El Ejecutivo solicitará al Congreso la delegación de facultades para aprobar medidas orientadas a combatir la inseguridad, reactivar la economía, enfrentar el Fenómeno El Niño y fortalecer la gestión del Estado.

El Gobierno de la presidenta Keiko Fujimori solicitará al Congreso de la República la delegación de facultades legislativas para impulsar un paquete de reformas consideradas prioritarias durante el inicio de su gestión, según adelantó el presidente del Consejo de Ministros, Luis Galarreta.
La propuesta contempla que el Ejecutivo pueda emitir decretos legislativos en materias específicas con autorización del Parlamento. Entre los principales ejes figuran la seguridad ciudadana, la reactivación económica, la lucha contra el crimen organizado, la simplificación administrativa y la prevención frente al Fenómeno El Niño.

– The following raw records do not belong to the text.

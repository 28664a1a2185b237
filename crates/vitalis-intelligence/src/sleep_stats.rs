// ABOUTME: Sleep stats calculator producing averages, streaks, consistency, and debt
// ABOUTME: Pure aggregation over dated sleep entries ordered most-recent-first
//
// SPDX-License-Identifier: MIT OR Apache-2.0
// Copyright (c) 2025 Vitalis Health

//! Sleep statistics.
//!
//! Input lists are ordered most-recent-first, matching the store convention.
//! All operations are total: an empty list yields all-zero stats and every
//! division guards its denominator.
//!
//! Two consistency metrics coexist on purpose (see [`crate::config`]):
//! `consistency_by_timing` measures bedtime regularity against the user's
//! median bedtime, `consistency_by_score_density` measures how often the
//! sleep score clears the quality bar. Different dashboard features bind to
//! different metrics.

use crate::config::SleepStatsConfig;
use chrono::{Duration, Timelike};
use serde::{Deserialize, Serialize};
use vitalis_core::models::SleepEntry;

/// Summary statistics over a user's recent sleep entries
#[derive(Debug, Clone, Serialize, Deserialize, Default, PartialEq)]
pub struct SleepStats {
    /// Mean nightly sleep over the rolling window (hours)
    pub average_sleep_duration: f64,
    /// Mean sleep score over the rolling window (0-100)
    pub average_sleep_score: f64,
    /// Mean efficiency over entries that report it (percent)
    pub average_efficiency: f64,
    /// Mean deep sleep over entries that report stages (hours)
    pub average_deep_sleep: f64,
    /// Bedtime-regularity consistency (percent of windowed entries within
    /// tolerance of the median bedtime)
    pub consistency_by_timing: f64,
    /// Score-density consistency (percent of windowed entries at or above
    /// the quality bar)
    pub consistency_by_score_density: f64,
    /// Consecutive most-recent entries at or above the quality streak
    /// threshold
    pub current_streak: u32,
    /// Entries dated within the last 7 calendar days of the newest entry
    pub this_week_entries: u32,
    /// Cumulative shortfall against the nightly target over the weekly
    /// window, floored at zero (hours)
    pub sleep_debt: f64,
}

/// Sleep stats calculator
pub struct SleepStatsCalculator;

impl SleepStatsCalculator {
    /// Calculate summary stats from entries ordered most-recent-first
    ///
    /// Uses the optimization-engine streak threshold from `config`; callers
    /// that need the milestone threshold (achievements) call
    /// [`Self::streak_with_threshold`] directly.
    #[must_use]
    pub fn calculate(entries: &[SleepEntry], config: &SleepStatsConfig) -> SleepStats {
        if entries.is_empty() {
            return SleepStats::default();
        }

        let window = &entries[..entries.len().min(config.rolling_window_entries)];

        let average_sleep_duration = mean(window.iter().map(|e| e.total_sleep));
        let average_sleep_score = mean(window.iter().map(|e| e.sleep_score));
        let average_efficiency = mean(window.iter().filter_map(|e| e.sleep_efficiency));
        let average_deep_sleep = mean(window.iter().filter_map(|e| e.stages.map(|s| s.deep)));

        let current_streak =
            Self::streak_with_threshold(entries, config.quality_streak_threshold);

        let consistency_by_timing = Self::consistency_by_timing(window, config);
        let consistency_by_score_density =
            Self::consistency_by_score_density(window, config.score_density_threshold);

        let newest = entries[0].date;
        let week_start = newest - Duration::days(6);
        let this_week_entries = entries.iter().filter(|e| e.date >= week_start).count() as u32;

        let debt_window = &entries[..entries.len().min(config.weekly_window_entries)];
        let actual: f64 = debt_window.iter().map(|e| e.total_sleep).sum();
        let target = config.nightly_target_hours * debt_window.len() as f64;
        let sleep_debt = (target - actual).max(0.0);

        SleepStats {
            average_sleep_duration,
            average_sleep_score,
            average_efficiency,
            average_deep_sleep,
            consistency_by_timing,
            consistency_by_score_density,
            current_streak,
            this_week_entries,
            sleep_debt,
        }
    }

    /// Count consecutive most-recent entries with `sleep_score >= threshold`
    ///
    /// Walks from the most recent entry backward and stops at the first miss.
    /// The threshold is a per-feature policy: 70 for the optimization engine,
    /// 80 for milestone tracking.
    #[must_use]
    pub fn streak_with_threshold(entries: &[SleepEntry], threshold: f64) -> u32 {
        entries
            .iter()
            .take_while(|e| e.sleep_score >= threshold)
            .count() as u32
    }

    /// Percent of windowed entries whose bedtime falls within tolerance of
    /// the median bedtime
    ///
    /// Entries without a bedtime are excluded from both numerator and
    /// denominator. Bedtimes are measured in minutes from noon so nights
    /// that cross midnight stay adjacent to late-evening nights.
    fn consistency_by_timing(window: &[SleepEntry], config: &SleepStatsConfig) -> f64 {
        let mut minutes: Vec<i64> = window
            .iter()
            .filter_map(|e| e.bedtime)
            .map(|t| {
                let from_midnight = i64::from(t.hour()) * 60 + i64::from(t.minute());
                (from_midnight + 720) % 1440
            })
            .collect();
        if minutes.is_empty() {
            return 0.0;
        }

        minutes.sort_unstable();
        let median = minutes[minutes.len() / 2];

        let within = minutes
            .iter()
            .filter(|m| (*m - median).abs() <= config.timing_tolerance_minutes)
            .count();
        within as f64 / minutes.len() as f64 * 100.0
    }

    /// Percent of windowed entries at or above the quality bar
    fn consistency_by_score_density(window: &[SleepEntry], threshold: f64) -> f64 {
        if window.is_empty() {
            return 0.0;
        }
        let above = window.iter().filter(|e| e.sleep_score >= threshold).count();
        above as f64 / window.len() as f64 * 100.0
    }
}

/// Mean of an iterator, 0.0 when empty
fn mean(values: impl Iterator<Item = f64>) -> f64 {
    let (sum, count) = values.fold((0.0, 0usize), |(s, c), v| (s + v, c + 1));
    if count == 0 {
        0.0
    } else {
        sum / count as f64
    }
}

#[cfg(test)]
mod tests {
    use super::*;
    use chrono::{NaiveDate, NaiveTime};

    fn entry(day: u32, score: f64, hours: f64) -> SleepEntry {
        SleepEntry::new(
            NaiveDate::from_ymd_opt(2025, 6, day).unwrap(),
            hours,
            score,
        )
    }

    /// Most-recent-first list: newest entries have the highest day number
    fn entries_desc(scores: &[f64]) -> Vec<SleepEntry> {
        scores
            .iter()
            .enumerate()
            .map(|(i, &score)| entry(28 - i as u32, score, 7.5))
            .collect()
    }

    #[test]
    fn test_empty_entries_yield_zero_stats() {
        let stats = SleepStatsCalculator::calculate(&[], &SleepStatsConfig::default());
        assert_eq!(stats, SleepStats::default());
    }

    #[test]
    fn test_streak_stops_at_first_miss() {
        let entries = entries_desc(&[90.0, 85.0, 60.0, 95.0]);
        assert_eq!(
            SleepStatsCalculator::streak_with_threshold(&entries, 70.0),
            2
        );
    }

    #[test]
    fn test_streak_thresholds_diverge() {
        let entries = entries_desc(&[85.0, 75.0, 90.0]);
        // Optimization threshold counts all three; milestone threshold stops
        // at the 75.
        assert_eq!(
            SleepStatsCalculator::streak_with_threshold(&entries, 70.0),
            3
        );
        assert_eq!(
            SleepStatsCalculator::streak_with_threshold(&entries, 80.0),
            1
        );
    }

    #[test]
    fn test_sleep_debt_floors_at_zero() {
        let config = SleepStatsConfig::default();
        // 7 nights of 9h sleep is a surplus, not negative debt
        let surplus: Vec<SleepEntry> = (0..7).map(|i| entry(20 - i, 80.0, 9.0)).collect();
        let stats = SleepStatsCalculator::calculate(&surplus, &config);
        assert!((stats.sleep_debt - 0.0).abs() < f64::EPSILON);

        // 7 nights of 6h sleep owes 14h
        let deficit: Vec<SleepEntry> = (0..7).map(|i| entry(20 - i, 80.0, 6.0)).collect();
        let stats = SleepStatsCalculator::calculate(&deficit, &config);
        assert!((stats.sleep_debt - 14.0).abs() < 1e-9);
    }

    #[test]
    fn test_averages_skip_missing_fields() {
        let mut entries = entries_desc(&[80.0, 80.0]);
        entries[0].sleep_efficiency = Some(90.0);
        // entries[1] has no efficiency; the average must not treat it as zero
        let stats = SleepStatsCalculator::calculate(&entries, &SleepStatsConfig::default());
        assert!((stats.average_efficiency - 90.0).abs() < f64::EPSILON);
    }

    #[test]
    fn test_this_week_counts_calendar_window() {
        let mut entries = entries_desc(&[80.0, 80.0, 80.0]);
        // Push one entry far into the past
        entries.push(entry(1, 80.0, 7.0));
        let stats = SleepStatsCalculator::calculate(&entries, &SleepStatsConfig::default());
        assert_eq!(stats.this_week_entries, 3);
    }

    #[test]
    fn test_timing_consistency_handles_midnight_crossers() {
        let config = SleepStatsConfig::default();
        let mut entries = entries_desc(&[80.0, 80.0, 80.0]);
        entries[0].bedtime = NaiveTime::from_hms_opt(23, 30, 0);
        entries[1].bedtime = NaiveTime::from_hms_opt(0, 10, 0); // past midnight
        entries[2].bedtime = NaiveTime::from_hms_opt(23, 50, 0);
        let stats = SleepStatsCalculator::calculate(&entries, &config);
        // All three cluster within 45 minutes of the median when measured
        // across midnight.
        assert!((stats.consistency_by_timing - 100.0).abs() < f64::EPSILON);
    }

    #[test]
    fn test_score_density_consistency() {
        let entries = entries_desc(&[90.0, 50.0, 80.0, 60.0]);
        let stats = SleepStatsCalculator::calculate(&entries, &SleepStatsConfig::default());
        assert!((stats.consistency_by_score_density - 50.0).abs() < f64::EPSILON);
    }
}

En materia de seguridad, el Gobierno busca fortalecer el marco legal para enfrentar a las organizaciones criminales, endurecer medidas contra la extorsión y el sicariato, además de optimizar la capacidad operativa de la Policía Nacional y otras entidades encargadas del orden interno.

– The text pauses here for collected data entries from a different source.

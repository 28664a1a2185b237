// ABOUTME: Longevity composite scorer blending the four domain scores
// ABOUTME: Deterministic pure function with fixed weights and clamped outputs
//
// SPDX-License-Identifier: MIT OR Apache-2.0
// Copyright (c) 2025 Vitalis Health

//! Longevity composite scoring.
//!
//! The composite blends four 0-100 domain scores (sleep average score,
//! workout weekly consistency, weekly nutrition score, supplement
//! optimization score) with fixed weights that existing dashboards depend on
//! exactly. Identical inputs always yield identical outputs, and increasing
//! any one input never lowers the longevity score.
//!
//! While domain stats have not loaded, callers serve
//! [`LongevityMetrics::placeholder`] rather than partially-computed values.

use crate::config::LongevityWeights;
use serde::{Deserialize, Serialize};
use vitalis_core::constants::defaults;

/// The four normalized domain inputs (0-100 each)
///
/// A `None` domain substitutes the documented neutral default of 70.
#[derive(Debug, Clone, Copy, Default)]
pub struct DomainScores {
    /// Average sleep score
    pub sleep: Option<f64>,
    /// Workout weekly consistency percent
    pub workout: Option<f64>,
    /// Weekly nutrition score
    pub nutrition: Option<f64>,
    /// Supplement optimization score
    pub supplement: Option<f64>,
}

impl DomainScores {
    /// True when no domain has produced a score yet
    #[must_use]
    pub const fn is_empty(&self) -> bool {
        self.sleep.is_none()
            && self.workout.is_none()
            && self.nutrition.is_none()
            && self.supplement.is_none()
    }
}

/// Derived longevity metrics
#[derive(Debug, Clone, Copy, Serialize, Deserialize, PartialEq)]
pub struct LongevityMetrics {
    /// Composite longevity score (0-10, one decimal)
    pub longevity_score: f64,
    /// Estimated biological age (years)
    pub biological_age: f64,
    /// Estimated healthspan (years)
    pub healthspan: f64,
    /// Vitality index (0-100)
    pub vitality_index: u8,
}

impl LongevityMetrics {
    /// Fixed placeholder served while domain stats load
    #[must_use]
    pub const fn placeholder() -> Self {
        Self {
            longevity_score: defaults::PLACEHOLDER_LONGEVITY_SCORE,
            biological_age: defaults::PLACEHOLDER_BIOLOGICAL_AGE,
            healthspan: defaults::PLACEHOLDER_HEALTHSPAN,
            vitality_index: defaults::PLACEHOLDER_VITALITY_INDEX,
        }
    }
}

/// Longevity composite calculator
pub struct LongevityCalculator;

impl LongevityCalculator {
    /// Compute the composite metrics from domain scores
    ///
    /// `chronological_age` comes from the user profile when stored; absent,
    /// the product placeholder of 35 applies. The biological-age clamp upper
    /// bound tracks the chronological age (`age + 10`).
    #[must_use]
    pub fn calculate(
        scores: DomainScores,
        chronological_age: Option<u32>,
        weights: &LongevityWeights,
    ) -> LongevityMetrics {
        let sleep = scores.sleep.unwrap_or(defaults::DOMAIN_SCORE).clamp(0.0, 100.0);
        let workout = scores.workout.unwrap_or(defaults::DOMAIN_SCORE).clamp(0.0, 100.0);
        let nutrition = scores
            .nutrition
            .unwrap_or(defaults::DOMAIN_SCORE)
            .clamp(0.0, 100.0);
        let supplement = scores
            .supplement
            .unwrap_or(defaults::DOMAIN_SCORE)
            .clamp(0.0, 100.0);

        let raw = weights.sleep * sleep
            + weights.workout * workout
            + weights.nutrition * nutrition
            + weights.supplement * supplement;

        let longevity_score = round_one_decimal(raw / 10.0).clamp(0.0, 10.0);

        let age = chronological_age
            .map_or(defaults::CHRONOLOGICAL_AGE_YEARS, f64::from);
        let biological_age =
            (age - (longevity_score - 7.0) * 2.0).clamp(20.0, age + 10.0);

        let healthspan = ((longevity_score - 7.0).mul_add(5.0, 80.0)).clamp(70.0, 100.0);

        let vitality_index =
            (0.25 * (sleep + workout + nutrition + supplement)).round().clamp(0.0, 100.0) as u8;

        LongevityMetrics {
            longevity_score,
            biological_age,
            healthspan,
            vitality_index,
        }
    }
}

/// Round to one decimal place
fn round_one_decimal(value: f64) -> f64 {
    (value * 10.0).round() / 10.0
}

#[cfg(test)]
mod tests {
    use super::*;

    fn all(score: f64) -> DomainScores {
        DomainScores {
            sleep: Some(score),
            workout: Some(score),
            nutrition: Some(score),
            supplement: Some(score),
        }
    }

    fn calculate(scores: DomainScores) -> LongevityMetrics {
        LongevityCalculator::calculate(scores, None, &LongevityWeights::default())
    }

    #[test]
    fn test_worked_example_all_eighty() {
        let metrics = calculate(all(80.0));
        assert!((metrics.longevity_score - 8.0).abs() < f64::EPSILON);
        assert!((metrics.biological_age - 33.0).abs() < f64::EPSILON);
        assert!((metrics.healthspan - 85.0).abs() < f64::EPSILON);
        assert_eq!(metrics.vitality_index, 80);
    }

    #[test]
    fn test_worked_example_defaults() {
        // Missing domains substitute 70 and land on the neutral point
        let metrics = calculate(DomainScores::default());
        assert!((metrics.longevity_score - 7.0).abs() < f64::EPSILON);
        assert!((metrics.biological_age - 35.0).abs() < f64::EPSILON);
        assert!((metrics.healthspan - 80.0).abs() < f64::EPSILON);
        assert_eq!(metrics.vitality_index, 70);
    }

    #[test]
    fn test_deterministic() {
        let a = calculate(all(63.7));
        let b = calculate(all(63.7));
        assert_eq!(a, b);
    }

    #[test]
    fn test_monotone_in_each_domain() {
        let base = calculate(all(50.0));
        for bump in 0..4 {
            let mut scores = all(50.0);
            match bump {
                0 => scores.sleep = Some(90.0),
                1 => scores.workout = Some(90.0),
                2 => scores.nutrition = Some(90.0),
                _ => scores.supplement = Some(90.0),
            }
            let bumped = calculate(scores);
            assert!(bumped.longevity_score >= base.longevity_score);
        }
    }

    #[test]
    fn test_clamps_hold_over_input_grid() {
        for sleep in [0.0, 25.0, 50.0, 75.0, 100.0] {
            for workout in [0.0, 50.0, 100.0] {
                for nutrition in [0.0, 50.0, 100.0] {
                    for supplement in [0.0, 50.0, 100.0] {
                        let metrics = calculate(DomainScores {
                            sleep: Some(sleep),
                            workout: Some(workout),
                            nutrition: Some(nutrition),
                            supplement: Some(supplement),
                        });
                        assert!((0.0..=10.0).contains(&metrics.longevity_score));
                        assert!((20.0..=45.0).contains(&metrics.biological_age));
                        assert!((70.0..=100.0).contains(&metrics.healthspan));
                        assert!(metrics.vitality_index <= 100);
                    }
                }
            }
        }
    }

    #[test]
    fn test_stored_age_shifts_biological_age() {
        let metrics = LongevityCalculator::calculate(
            all(80.0),
            Some(50),
            &LongevityWeights::default(),
        );
        // 50 - (8.0 - 7.0) * 2
        assert!((metrics.biological_age - 48.0).abs() < f64::EPSILON);
    }

    #[test]
    fn test_placeholder_object() {
        let placeholder = LongevityMetrics::placeholder();
        assert!((placeholder.longevity_score - 7.0).abs() < f64::EPSILON);
        assert!((placeholder.biological_age - 35.0).abs() < f64::EPSILON);
        assert!((placeholder.healthspan - 80.0).abs() < f64::EPSILON);
        assert_eq!(placeholder.vitality_index, 75);
    }
}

En el ámbito económico, el Ejecutivo plantea impulsar reformas orientadas a facilitar el acceso al crédito y promover la inversión privada. Entre ellas figura la eliminación de los topes a las tasas de interés para los préstamos del sistema financiero, medida que, según el Gobierno, busca ampliar la inclusión financiera y facilitar el acceso al crédito para personas y pequeñas empresas que actualmente tienen dificultades para obtener financiamiento formal. La propuesta también contempla la simplificación de trámites administrativos y medidas para fortalecer la competitividad del país.
Otro de los objetivos es acelerar las acciones preventivas frente al posible impacto de un Fenómeno El Niño de gran intensidad, mediante normas que faciliten la ejecución de obras de protección, el mantenimiento de infraestructura crítica y la atención de emergencias.
El pedido será remitido al Congreso en los próximos días y deberá ser evaluado por el Parlamento, que definirá el alcance y el plazo de las facultades que eventualmente otorgará al Poder Ejecutivo.